### WHAT IS EXPECTED:
Return only what lies between the first line of the entries and the line containing "pub fn new(app: Router)", both lines included.

### GIVEN DATA:
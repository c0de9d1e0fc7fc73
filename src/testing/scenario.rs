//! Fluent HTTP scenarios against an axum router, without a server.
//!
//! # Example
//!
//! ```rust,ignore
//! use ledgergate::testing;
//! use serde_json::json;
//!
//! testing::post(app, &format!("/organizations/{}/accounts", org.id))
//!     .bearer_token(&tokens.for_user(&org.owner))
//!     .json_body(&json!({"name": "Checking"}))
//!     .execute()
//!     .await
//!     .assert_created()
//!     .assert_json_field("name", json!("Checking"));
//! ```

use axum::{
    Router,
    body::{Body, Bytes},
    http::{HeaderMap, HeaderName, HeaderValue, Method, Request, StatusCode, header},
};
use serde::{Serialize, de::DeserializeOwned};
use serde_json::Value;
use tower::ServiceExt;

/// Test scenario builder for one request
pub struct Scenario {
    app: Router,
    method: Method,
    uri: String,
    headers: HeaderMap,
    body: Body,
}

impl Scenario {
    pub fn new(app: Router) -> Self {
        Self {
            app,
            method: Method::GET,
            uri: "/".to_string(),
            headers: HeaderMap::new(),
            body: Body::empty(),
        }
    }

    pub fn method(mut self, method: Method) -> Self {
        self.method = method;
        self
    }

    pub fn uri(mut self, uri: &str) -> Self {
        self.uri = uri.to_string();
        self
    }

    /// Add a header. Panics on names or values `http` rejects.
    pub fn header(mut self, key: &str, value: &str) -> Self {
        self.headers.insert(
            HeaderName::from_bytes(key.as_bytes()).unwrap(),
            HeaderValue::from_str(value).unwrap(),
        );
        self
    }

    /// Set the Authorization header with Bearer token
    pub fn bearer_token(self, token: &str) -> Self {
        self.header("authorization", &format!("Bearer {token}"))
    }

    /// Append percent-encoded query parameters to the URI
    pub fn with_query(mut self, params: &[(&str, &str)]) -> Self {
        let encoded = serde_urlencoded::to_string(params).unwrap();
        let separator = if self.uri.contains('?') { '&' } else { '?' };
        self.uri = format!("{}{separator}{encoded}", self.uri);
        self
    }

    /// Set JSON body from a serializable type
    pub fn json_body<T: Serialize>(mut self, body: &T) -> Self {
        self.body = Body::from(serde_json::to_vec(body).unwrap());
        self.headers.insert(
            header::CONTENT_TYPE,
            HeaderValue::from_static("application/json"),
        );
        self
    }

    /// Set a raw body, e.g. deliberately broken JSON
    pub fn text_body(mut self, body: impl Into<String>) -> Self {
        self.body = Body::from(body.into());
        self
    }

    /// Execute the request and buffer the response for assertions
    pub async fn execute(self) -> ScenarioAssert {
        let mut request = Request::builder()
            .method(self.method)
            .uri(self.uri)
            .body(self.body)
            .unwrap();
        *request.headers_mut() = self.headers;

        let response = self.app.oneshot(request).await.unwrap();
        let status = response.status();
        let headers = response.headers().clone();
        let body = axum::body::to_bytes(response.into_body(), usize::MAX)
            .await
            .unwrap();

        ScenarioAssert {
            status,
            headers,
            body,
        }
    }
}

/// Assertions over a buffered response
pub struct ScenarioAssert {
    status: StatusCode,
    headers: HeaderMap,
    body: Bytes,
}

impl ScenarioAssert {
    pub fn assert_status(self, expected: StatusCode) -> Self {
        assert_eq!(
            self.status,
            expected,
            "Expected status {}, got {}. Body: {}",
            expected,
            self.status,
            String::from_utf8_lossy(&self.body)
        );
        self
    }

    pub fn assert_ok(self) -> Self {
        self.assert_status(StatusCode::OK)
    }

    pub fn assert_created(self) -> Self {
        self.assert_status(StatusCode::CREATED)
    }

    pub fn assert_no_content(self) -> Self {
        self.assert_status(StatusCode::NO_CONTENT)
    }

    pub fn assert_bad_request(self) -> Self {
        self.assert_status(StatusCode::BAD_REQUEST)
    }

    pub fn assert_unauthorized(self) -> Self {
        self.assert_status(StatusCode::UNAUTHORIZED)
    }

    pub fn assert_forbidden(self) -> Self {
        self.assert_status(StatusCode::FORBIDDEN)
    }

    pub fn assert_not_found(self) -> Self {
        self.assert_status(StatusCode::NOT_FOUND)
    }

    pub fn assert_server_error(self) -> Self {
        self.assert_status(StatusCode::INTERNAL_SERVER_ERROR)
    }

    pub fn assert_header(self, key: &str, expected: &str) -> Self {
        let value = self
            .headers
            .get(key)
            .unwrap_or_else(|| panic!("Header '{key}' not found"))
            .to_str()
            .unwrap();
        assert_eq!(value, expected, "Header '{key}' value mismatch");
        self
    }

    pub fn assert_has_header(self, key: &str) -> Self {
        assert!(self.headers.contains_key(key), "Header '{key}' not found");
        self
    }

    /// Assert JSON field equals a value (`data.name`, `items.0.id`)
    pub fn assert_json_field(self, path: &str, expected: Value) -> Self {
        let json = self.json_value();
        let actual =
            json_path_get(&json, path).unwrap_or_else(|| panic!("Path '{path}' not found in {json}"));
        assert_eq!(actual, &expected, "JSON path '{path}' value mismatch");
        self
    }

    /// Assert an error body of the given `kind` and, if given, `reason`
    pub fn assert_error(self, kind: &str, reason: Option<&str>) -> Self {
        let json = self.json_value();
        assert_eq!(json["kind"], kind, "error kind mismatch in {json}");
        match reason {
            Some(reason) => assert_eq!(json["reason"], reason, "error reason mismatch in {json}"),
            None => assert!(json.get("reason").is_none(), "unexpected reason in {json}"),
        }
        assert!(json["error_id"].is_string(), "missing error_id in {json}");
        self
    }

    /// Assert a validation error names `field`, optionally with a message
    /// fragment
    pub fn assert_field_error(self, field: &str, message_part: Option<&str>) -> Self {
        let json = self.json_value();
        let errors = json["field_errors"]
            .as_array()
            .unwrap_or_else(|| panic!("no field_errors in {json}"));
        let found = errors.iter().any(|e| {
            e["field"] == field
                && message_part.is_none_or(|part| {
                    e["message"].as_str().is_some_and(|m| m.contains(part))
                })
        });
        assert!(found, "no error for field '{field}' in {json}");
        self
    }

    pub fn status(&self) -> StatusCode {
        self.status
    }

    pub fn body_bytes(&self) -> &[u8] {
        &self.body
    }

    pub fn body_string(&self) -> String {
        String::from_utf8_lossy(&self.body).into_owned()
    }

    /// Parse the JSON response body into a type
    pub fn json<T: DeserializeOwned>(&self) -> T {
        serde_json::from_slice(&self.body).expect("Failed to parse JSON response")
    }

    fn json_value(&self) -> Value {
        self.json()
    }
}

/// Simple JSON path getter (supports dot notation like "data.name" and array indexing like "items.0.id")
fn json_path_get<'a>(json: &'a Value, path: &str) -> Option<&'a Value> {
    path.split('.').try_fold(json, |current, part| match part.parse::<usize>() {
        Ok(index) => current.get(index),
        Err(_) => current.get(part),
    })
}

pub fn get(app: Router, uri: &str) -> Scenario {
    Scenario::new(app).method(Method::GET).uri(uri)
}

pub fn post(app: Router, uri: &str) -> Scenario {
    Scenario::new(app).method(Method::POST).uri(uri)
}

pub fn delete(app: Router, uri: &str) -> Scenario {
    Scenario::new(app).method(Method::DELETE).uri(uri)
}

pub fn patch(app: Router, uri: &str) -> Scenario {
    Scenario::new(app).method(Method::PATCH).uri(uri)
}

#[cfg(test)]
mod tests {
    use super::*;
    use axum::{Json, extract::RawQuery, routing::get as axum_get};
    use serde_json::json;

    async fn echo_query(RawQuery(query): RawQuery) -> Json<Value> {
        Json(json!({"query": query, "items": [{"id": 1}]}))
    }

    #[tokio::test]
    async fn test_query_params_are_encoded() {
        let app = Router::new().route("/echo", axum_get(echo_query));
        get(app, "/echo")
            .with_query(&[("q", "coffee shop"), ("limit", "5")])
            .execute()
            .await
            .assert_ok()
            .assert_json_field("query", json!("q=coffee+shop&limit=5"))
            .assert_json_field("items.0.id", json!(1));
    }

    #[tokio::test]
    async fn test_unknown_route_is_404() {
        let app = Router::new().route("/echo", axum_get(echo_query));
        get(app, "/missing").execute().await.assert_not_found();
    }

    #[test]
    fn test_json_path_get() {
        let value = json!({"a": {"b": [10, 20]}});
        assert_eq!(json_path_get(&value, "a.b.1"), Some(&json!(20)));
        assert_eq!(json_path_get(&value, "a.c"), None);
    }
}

### TASK SOLUTION:
repository c0de9d1e0fc7fc73
filename src/testing/scenario.rs
//! Fluent HTTP scenarios against an axum router, without a server.
//!
//! # Example
//!
//! ```rust,ignore
//! use ledgergate::testing;
//! use serde_json::json;
//!
//! testing::post(app, &format!("/organizations/{}/accounts", org.id))
//!     .bearer_token(&tokens.for_user(&org.owner))
//!     .json_body(&json!({"name": "Checking"}))
//!     .execute()
//!     .await
//!     .assert_created()
//!     .assert_json_field("name", json!("Checking"));
//! ```

use axum::{
    Router,
    body::{Body, Bytes},
    http::{HeaderMap, HeaderName, HeaderValue, Method, Request, StatusCode, header},
};
use serde::{Serialize, de::DeserializeOwned};
use serde_json::Value;
use tower::ServiceExt;

/// Test scenario builder for one request
pub struct Scenario {
    app: Router,
    method: Method,
    uri: String,
    headers: HeaderMap,
    body: Body,
}

impl Scenario {
    pub fn new(app: Router) -> Self {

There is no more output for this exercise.